Sich vom Geist leiten lassen, heißt konkret, sich Schätze bei Gott anzusammeln. Diese Schätze nennen wir Gnade. Es sind die Gnaden, die wir durch unsere Gebete, Liebesopfer und Liebestaten anhäufen. Was unser Ziel schon hier auf Erden sein soll, ist das Ansammeln eines übernatürlichen Reichtums. Die einzige Art von „Habgier“, die uns stets antreiben sollte, ist das Ansammeln dieser übernatürlichen Schätze.

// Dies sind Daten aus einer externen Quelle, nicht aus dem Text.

//! Telemetry wire protocol for the remote display link
//!
//! Each packet is a one-byte opcode followed by a fixed-size payload:
//!
//! | Opcode | Payload |
//! |---|---|
//! | 1 | thermal power [W], `u32` big-endian |
//! | 2 | fuel temperature [°C] `u16` big-endian, water temperature [°C] `u8` |
//!
//! Unrecognised bytes between packets are framing noise and are skipped.

use serde::{Deserialize, Serialize};

use crate::reactor::ReactorEngine;

pub const OPCODE_POWER: u8 = 1;
pub const OPCODE_TEMPERATURES: u8 = 2;

pub const MAX_POWER_WATTS: u32 = 999_999;
pub const MAX_FUEL_TEMPERATURE_CELSIUS: u16 = 999;
pub const MAX_WATER_TEMPERATURE_CELSIUS: u8 = 99;

/// Steps between two telemetry frames
pub const TELEMETRY_PERIOD_STEPS: u64 = 100;

#[derive(Debug, Clone, Copy, PartialEq, Eq, Serialize, Deserialize)]
pub enum Packet {
    Power(u32),
    Temperatures { fuel_c: u16, water_c: u8 },
}

impl Packet {
    /// Power packet, clamped to the displayable range
    pub fn power(watts: f64) -> Self {
        Packet::Power(watts.clamp(0.0, MAX_POWER_WATTS as f64) as u32)
    }

    /// Temperature packet, clamped to the displayable ranges
    pub fn temperatures(fuel_celsius: f64, water_celsius: f64) -> Self {
        Packet::Temperatures {
            fuel_c: fuel_celsius.clamp(0.0, MAX_FUEL_TEMPERATURE_CELSIUS as f64) as u16,
            water_c: water_celsius.clamp(0.0, MAX_WATER_TEMPERATURE_CELSIUS as f64) as u8,
        }
    }

    pub fn opcode(&self) -> u8 {
        match self {
            Packet::Power(_) => OPCODE_POWER,
            Packet::Temperatures { .. } => OPCODE_TEMPERATURES,
        }
    }

    pub fn encode_into(&self, out: &mut Vec<u8>) {
        out.push(self.opcode());
        match *self {
            Packet::Power(watts) => out.extend_from_slice(&watts.to_be_bytes()),
            Packet::Temperatures { fuel_c, water_c } => {
                out.extend_from_slice(&fuel_c.to_be_bytes());
                out.push(water_c);
            }
        }
    }

    pub fn encode(&self) -> Vec<u8> {
        let mut out = Vec::with_capacity(5);
        self.encode_into(&mut out);
        out
    }
}

fn payload_len(opcode: u8) -> Option<usize> {
    match opcode {
        OPCODE_POWER => Some(4),
        OPCODE_TEMPERATURES => Some(3),
        _ => None,
    }
}

/// Byte-at-a-time decoder that resynchronises on the next known opcode
#[derive(Debug, Clone, Default)]
pub struct PacketDecoder {
    opcode: Option<u8>,
    payload: Vec<u8>,
    discarded: u64,
}

impl PacketDecoder {
    pub fn new() -> Self {
        Self::default()
    }

    /// Bytes skipped as noise so far
    pub fn discarded_bytes(&self) -> u64 {
        self.discarded
    }

    pub fn push(&mut self, byte: u8) -> Option<Packet> {
        let Some(opcode) = self.opcode else {
            if payload_len(byte).is_some() {
                self.opcode = Some(byte);
                self.payload.clear();
            } else {
                self.discarded += 1;
                log::trace!("discarding framing byte {byte:#04x}");
            }
            return None;
        };

        self.payload.push(byte);
        let expected = payload_len(opcode)?;
        if self.payload.len() < expected {
            return None;
        }

        self.opcode = None;
        let p = &self.payload;
        let packet = match opcode {
            OPCODE_POWER => Packet::Power(u32::from_be_bytes([p[0], p[1], p[2], p[3]])),
            _ => Packet::Temperatures {
                fuel_c: u16::from_be_bytes([p[0], p[1]]),
                water_c: p[2],
            },
        };
        Some(packet)
    }

    pub fn decode_all(&mut self, bytes: &[u8]) -> Vec<Packet> {
        bytes.iter().filter_map(|&byte| self.push(byte)).collect()
    }
}

/// What the remote display currently shows
#[derive(Debug, Clone, Copy, PartialEq, Eq, Serialize, Deserialize)]
pub struct DisplayState {
    pub power_watts: u32,
    pub fuel_temperature_celsius: u16,
    pub water_temperature_celsius: u8,
}

impl Default for DisplayState {
    fn default() -> Self {
        Self {
            power_watts: 0,
            fuel_temperature_celsius: 20,
            water_temperature_celsius: 20,
        }
    }
}

impl DisplayState {
    pub fn apply(&mut self, packet: Packet) {
        match packet {
            Packet::Power(watts) => self.power_watts = watts.min(MAX_POWER_WATTS),
            Packet::Temperatures { fuel_c, water_c } => {
                self.fuel_temperature_celsius = fuel_c.min(MAX_FUEL_TEMPERATURE_CELSIUS);
                self.water_temperature_celsius = water_c.min(MAX_WATER_TEMPERATURE_CELSIUS);
            }
        }
    }
}

/// Power and temperature packets for the engine's current state
pub fn telemetry_frame(engine: &ReactorEngine) -> Vec<u8> {
    let mut frame = Vec::with_capacity(9);
    Packet::power(engine.power_watts()).encode_into(&mut frame);
    Packet::temperatures(
        engine.fuel_temperature_celsius(),
        engine.water_temperature_celsius(),
    )
    .encode_into(&mut frame);
    frame
}

#[cfg(test)]
mod tests {
    use super::*;

    #[test]
    fn power_packet_layout() {
        assert_eq!(
            Packet::Power(0x0001_86A0).encode(),
            vec![OPCODE_POWER, 0x00, 0x01, 0x86, 0xA0]
        );
    }

    #[test]
    fn temperature_packet_layout() {
        let packet = Packet::Temperatures {
            fuel_c: 300,
            water_c: 45,
        };
        assert_eq!(packet.encode(), vec![OPCODE_TEMPERATURES, 0x01, 0x2C, 45]);
    }

    #[test]
    fn constructors_clamp_to_display_ranges() {
        assert_eq!(Packet::power(2.5e6), Packet::Power(999_999));
        assert_eq!(Packet::power(-3.0), Packet::Power(0));
        assert_eq!(Packet::power(f64::NAN), Packet::Power(0));
        assert_eq!(
            Packet::temperatures(1500.0, 120.0),
            Packet::Temperatures {
                fuel_c: 999,
                water_c: 99
            }
        );
        assert_eq!(
            Packet::temperatures(-5.0, 20.7),
            Packet::Temperatures {
                fuel_c: 0,
                water_c: 20
            }
        );
    }

    #[test]
    fn decoder_skips_noise_and_resyncs() {
        let mut bytes = vec![0xFF, 0x00, 0x7E];
        Packet::Power(20_001).encode_into(&mut bytes);
        bytes.push(0x42);
        Packet::temperatures(35.0, 21.0).encode_into(&mut bytes);

        let mut decoder = PacketDecoder::new();
        let packets = decoder.decode_all(&bytes);

        assert_eq!(
            packets,
            vec![
                Packet::Power(20_001),
                Packet::Temperatures {
                    fuel_c: 35,
                    water_c: 21
                }
            ]
        );
        assert_eq!(decoder.discarded_bytes(), 4);
    }

    #[test]
    fn decoder_handles_split_delivery() {
        let bytes = Packet::Power(123_456).encode();
        let mut decoder = PacketDecoder::new();

        assert!(decoder.decode_all(&bytes[..2]).is_empty());
        assert_eq!(decoder.decode_all(&bytes[2..]), vec![Packet::Power(123_456)]);
    }

    #[test]
    fn display_state_follows_packets() {
        let mut display = DisplayState::default();
        assert_eq!(display.power_watts, 0);
        assert_eq!(display.fuel_temperature_celsius, 20);

        display.apply(Packet::Power(5_000));
        display.apply(Packet::Temperatures {
            fuel_c: 61,
            water_c: 22,
        });
        assert_eq!(display.power_watts, 5_000);
        assert_eq!(display.fuel_temperature_celsius, 61);
        assert_eq!(display.water_temperature_celsius, 22);
    }

    #[test]
    fn display_clamps_out_of_range_payloads() {
        let bytes = [OPCODE_POWER, 0xFF, 0xFF, 0xFF, 0xFF, OPCODE_TEMPERATURES, 0xFF, 0xFF, 0xFF];
        let mut display = DisplayState::default();
        for packet in PacketDecoder::new().decode_all(&bytes) {
            display.apply(packet);
        }

        assert_eq!(display.power_watts, MAX_POWER_WATTS);
        assert_eq!(display.fuel_temperature_celsius, MAX_FUEL_TEMPERATURE_CELSIUS);
        assert_eq!(display.water_temperature_celsius, MAX_WATER_TEMPERATURE_CELSIUS);
    }

    #[test]
    fn telemetry_frame_carries_both_packets() {
        let engine = ReactorEngine::new();
        let frame = telemetry_frame(&engine);
        assert_eq!(frame.len(), 9);

        let packets = PacketDecoder::new().decode_all(&frame);
        assert_eq!(
            packets,
            vec![
                Packet::Power(0),
                Packet::Temperatures {
                    fuel_c: 20,
                    water_c: 20
                }
            ]
        );
    }
}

Davon kann es nie genug geben! Und je mehr das in unser Blickfeld gerät, desto weniger wird der Drang nach den Schätzen, die wir nicht mitnehmen können in das ewige Leben. Diese Dinge werden dann immer mehr zu vorübergehenden und geliehenen Gütern, die wir brauchen, um zu überleben, aber ohne eine innere Bindung an sie. Die einzige „Abhängigkeit“, die bleiben soll, ist die völlige Bindung an Gott. Das macht die Heiligkeit des Menschen aus.